Thank you so much in advance.


----------



## bibax

The stressed syllables are marked out _*only*_ in the Russian dictionaries and textbooks. In most cases the Russians need not it as Russian is their mother tongue. They know how to pronounce the Russian words. Although there can be ambiguities in some rare cases.

It is similar situation like in Latin. The ancient Romans did not mark out stress and vowel length as Latin was their mother tongue.


----------



## Drink

lluvioso1 said:


> Hi, I am a beginner learner. My friend, who had taken an Russian course,  told me that; there is only one special accent ( like spanish acute  accent "*' *"), which works for stressing the letters, in Russian and he also told me followings:
> 
> 
> *In one syllabled words there is no need any acute accent. (actually being acute accentless is obligatory for those words---i.e.:*век*) *
> *Any word that has more than one syllable needs an acute accent, unless other the unique, accented, letters are present*(such as:й or ё ) *i.e.:* па́па; but then, I cannot see any accent on words, having more than one syllable, on many pages like wikipedia. i.e: алфавит  (from this link:  https://ru.wikipedia.org/wiki/Русский_алфавит
> *Also  he told me; a more-than-one-syllabled word can ONLY get one accent upon  one of its letters. (including unique accented letters, too) i.e.:Русский*
> 
> but again from the same wiki link: (just below the head)-- *Ру́сский*
> *Any of the accents only comes to vowels. *(I know telling this is dummy, but bear with me)
> 
> 
> -What I need is true evaluations of these tips from my friend. I mean, for each one please, are they *TRUE *or *FALSE?,* if *FALSE*; can you explain to me why?
> 
> 
> Thank you so much in advance.



Accents are almost never written. They indicate the stress in a word and are only used in dictionaries and learning material. In one-syllable words, the accent mark is unnecessary to indicate stress, but is sometimes included. Also, sometimes two or more words are pronounced as one and one stress mark is used (e.g. на́ голову). The letter ё is the only automatically accented letter. The letter "й" is not a vowel and cannot be stressed, and thus there must be another vowel in the word with stress (e.g. ру́сский). Sometimes long words can have more than one stress (e.g. четырёхуго́льник, пяти́уго́льник).


----------



## Maroseika

Accent in Russian (beyond dictionaries and educating texts) is marked in the following cases (according to the grammar reference of Lopatin):

- *To avoid ambiguity*: большая часть (a big part) and бо́льшая часть (a bigger part); or вороны (crows) and во́роны (ravens).
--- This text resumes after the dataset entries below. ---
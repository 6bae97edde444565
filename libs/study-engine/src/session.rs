//! Session statistics and daily goal tracking.

use crate::types::{epoch_ms, Confidence};
use chrono::{DateTime, FixedOffset, NaiveDate, Timelike, Utc};
use serde::{Deserialize, Serialize};

const DATE_FORMAT: &str = "%Y-%m-%d";
const MINUTE_MS: i64 = 60_000;

/// Study day for a moment in time.
///
/// Hours before `daily_reset_hour` (in the given offset) still count as
/// the previous day, so late-night study lands on the day it started.
pub fn study_date(now: DateTime<Utc>, offset: FixedOffset, daily_reset_hour: u32) -> NaiveDate {
    let local = now.with_timezone(&offset);
    let date = local.date_naive();
    if local.hour() < daily_reset_hour {
        date.pred_opt().unwrap_or(date)
    } else {
        date
    }
}

/// Format a study day as YYYY-MM-DD.
pub fn format_date(date: NaiveDate) -> String {
    date.format(DATE_FORMAT).to_string()
}

/// Counters for one study session.
#[derive(Debug, Clone, PartialEq, Serialize, Deserialize)]
pub struct SessionStats {
    pub started_at: i64,
    pub questions_answered: u32,
    pub correct_answers: u32,
    pub streak: u32,
    pub best_streak: u32,
    pub elapsed_ms: i64,
    pub confidence_sum: u32,
    pub confidence_count: u32,
}

impl SessionStats {
    pub fn start(now: DateTime<Utc>) -> Self {
        Self {
            started_at: epoch_ms(now),
            questions_answered: 0,
            correct_answers: 0,
            streak: 0,
            best_streak: 0,
            elapsed_ms: 0,
            confidence_sum: 0,
            confidence_count: 0,
        }
    }

    pub fn accuracy(&self) -> Option<f64> {
        (self.questions_answered > 0)
            .then(|| f64::from(self.correct_answers) / f64::from(self.questions_answered))
    }

    pub fn average_confidence(&self) -> Option<f64> {
        (self.confidence_count > 0)
            .then(|| f64::from(self.confidence_sum) / f64::from(self.confidence_count))
    }
}

/// Daily practice target and streak.
#[derive(Debug, Clone, PartialEq, Serialize, Deserialize)]
pub struct DailyGoal {
    pub target_count: u32,
    pub completed_count: u32,
    pub target_minutes: u32,
    pub minutes_spent: u32,
    /// Consecutive past days on which the goal was met.
    pub streak_days: u32,
    pub last_active_date: String,
}

impl DailyGoal {
    pub fn new(target_count: u32, target_minutes: u32, today: NaiveDate) -> Self {
        Self {
            target_count,
            completed_count: 0,
            target_minutes,
            minutes_spent: 0,
            streak_days: 0,
            last_active_date: format_date(today),
        }
    }

    /// Both targets reached. A zero target is always reached.
    pub fn is_met(&self) -> bool {
        self.completed_count >= self.target_count && self.minutes_spent >= self.target_minutes
    }

    /// Streak including today once today's goal is met.
    pub fn current_streak(&self) -> u32 {
        if self.is_met() {
            self.streak_days + 1
        } else {
            self.streak_days
        }
    }

    /// Fraction of the count target completed, capped at 1.
    pub fn progress(&self) -> f64 {
        if self.target_count == 0 {
            return 1.0;
        }
        (f64::from(self.completed_count) / f64::from(self.target_count)).min(1.0)
    }

    /// Reset daily counters when `today` differs from the last active day.
    ///
    /// The streak grows only when the goal was met on the last active day
    /// and that day was yesterday. Returns whether a rollover happened.
    pub fn roll_over(&mut self, today: NaiveDate) -> bool {
        let today_str = format_date(today);
        if self.last_active_date == today_str {
            return false;
        }

        let last = NaiveDate::parse_from_str(&self.last_active_date, DATE_FORMAT).ok();
        let consecutive = last.and_then(|d| d.succ_opt()) == Some(today);
        self.streak_days = if consecutive && self.is_met() {
            self.streak_days.saturating_add(1)
        } else {
            0
        };

        self.completed_count = 0;
        self.minutes_spent = 0;
        self.last_active_date = today_str;
        true
    }
}

/// Tracks one session and feeds it into the daily goal.
#[derive(Debug, Clone)]
pub struct SessionTracker {
    stats: SessionStats,
    goal: DailyGoal,
    offset: FixedOffset,
    daily_reset_hour: u32,
    /// Daily minutes recorded before this session started the current day.
    minutes_base: u32,
    /// Session elapsed time at which the current study day began.
    day_anchor_ms: i64,
}

impl SessionTracker {
    pub fn start(
        goal: DailyGoal,
        now: DateTime<Utc>,
        offset: FixedOffset,
        daily_reset_hour: u32,
    ) -> Self {
        let mut tracker = Self {
            stats: SessionStats::start(now),
            goal,
            offset,
            daily_reset_hour,
            minutes_base: 0,
            day_anchor_ms: 0,
        };
        tracker.refresh(now);
        tracker.minutes_base = tracker.goal.minutes_spent;
        tracker
    }

    pub fn stats(&self) -> &SessionStats {
        &self.stats
    }

    pub fn goal(&self) -> &DailyGoal {
        &self.goal
    }

    pub fn into_parts(self) -> (SessionStats, DailyGoal) {
        (self.stats, self.goal)
    }

    fn elapsed(&self, now: DateTime<Utc>) -> i64 {
        (epoch_ms(now) - self.stats.started_at).max(0)
    }

    /// Apply day rollover for `now` and return the current goal.
    pub fn refresh(&mut self, now: DateTime<Utc>) -> &DailyGoal {
        let today = study_date(now, self.offset, self.daily_reset_hour);
        if self.goal.roll_over(today) {
            self.minutes_base = 0;
            self.day_anchor_ms = self.elapsed(now);
        }
        &self.goal
    }

    /// Count one answer.
    pub fn record_answer(
        &mut self,
        correct: bool,
        confidence: Option<Confidence>,
        now: DateTime<Utc>,
    ) {
        self.refresh(now);
        let elapsed = self.elapsed(now);

        let stats = &mut self.stats;
        stats.questions_answered = stats.questions_answered.saturating_add(1);
        if correct {
            stats.correct_answers = stats.correct_answers.saturating_add(1);
            stats.streak = stats.streak.saturating_add(1);
            stats.best_streak = stats.best_streak.max(stats.streak);
        } else {
            stats.streak = 0;
        }
        if let Some(confidence) = confidence {
            stats.confidence_sum += u32::from(confidence.to_value());
            stats.confidence_count += 1;
        }
        stats.elapsed_ms = elapsed;

        let day_minutes = ((elapsed - self.day_anchor_ms).max(0) / MINUTE_MS) as u32;
        self.goal.completed_count = self.goal.completed_count.saturating_add(1);
        self.goal.minutes_spent = self.minutes_base.saturating_add(day_minutes);
    }
}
In such cases accent is usually marked when a rarer of two words is used and only if the conext is really ambiguous. 
- *To distinguish е and ё* when the latter is written without dots: все́ (Plural of весь) and всё (Singular Neuter of весь); бере́т (beret) and берет (=берёт - takes).
- *To avoid erroneous reading* of rare words.
- To distingusih *relative pronoun* что́ from the *conjunction *что: 
          Рассказать, что отовсюду
          На меня весельем веет,
          Что не знаю сам, что́ буду
          Петь, — но только песня зреет (Фет).


----------



## igusarov

The thingy that you call "the acute accent" is actually called "ударение",  which means "the stress", "the stress mark". The concept of stressed  syllables surely exists in Turkish because that Wikipedia page has a  link to a corresponding Turkish article.

The stress mark is there  to facilitate the pronounciation. Although stressed and  unstressed vowels could be pronounced differently, we never consider  them to be different letters. The stress mark is never written in most  books, official documents, street signs, handwritten texts, etc. Why  should it? The readers are supposed to know the pronounciation of each  word, so the stress mark would serve no purpose. Even  the Russian PC keyboard have no means to type that stress mark  conveniently.

As was explained in previous posts, there are certain cases (dictionaries, books for the beginners, ambiguous words) where the stress mark can make a difference. Then it is used.

The acute accent is not the only _practical_ way to mark the stressed syllable. In some electronic texts you may see the stressed vowel typed in capital  or bold font: "большУю", "больш*у*ю". The idea is to make the stressed vowel stand out in some way.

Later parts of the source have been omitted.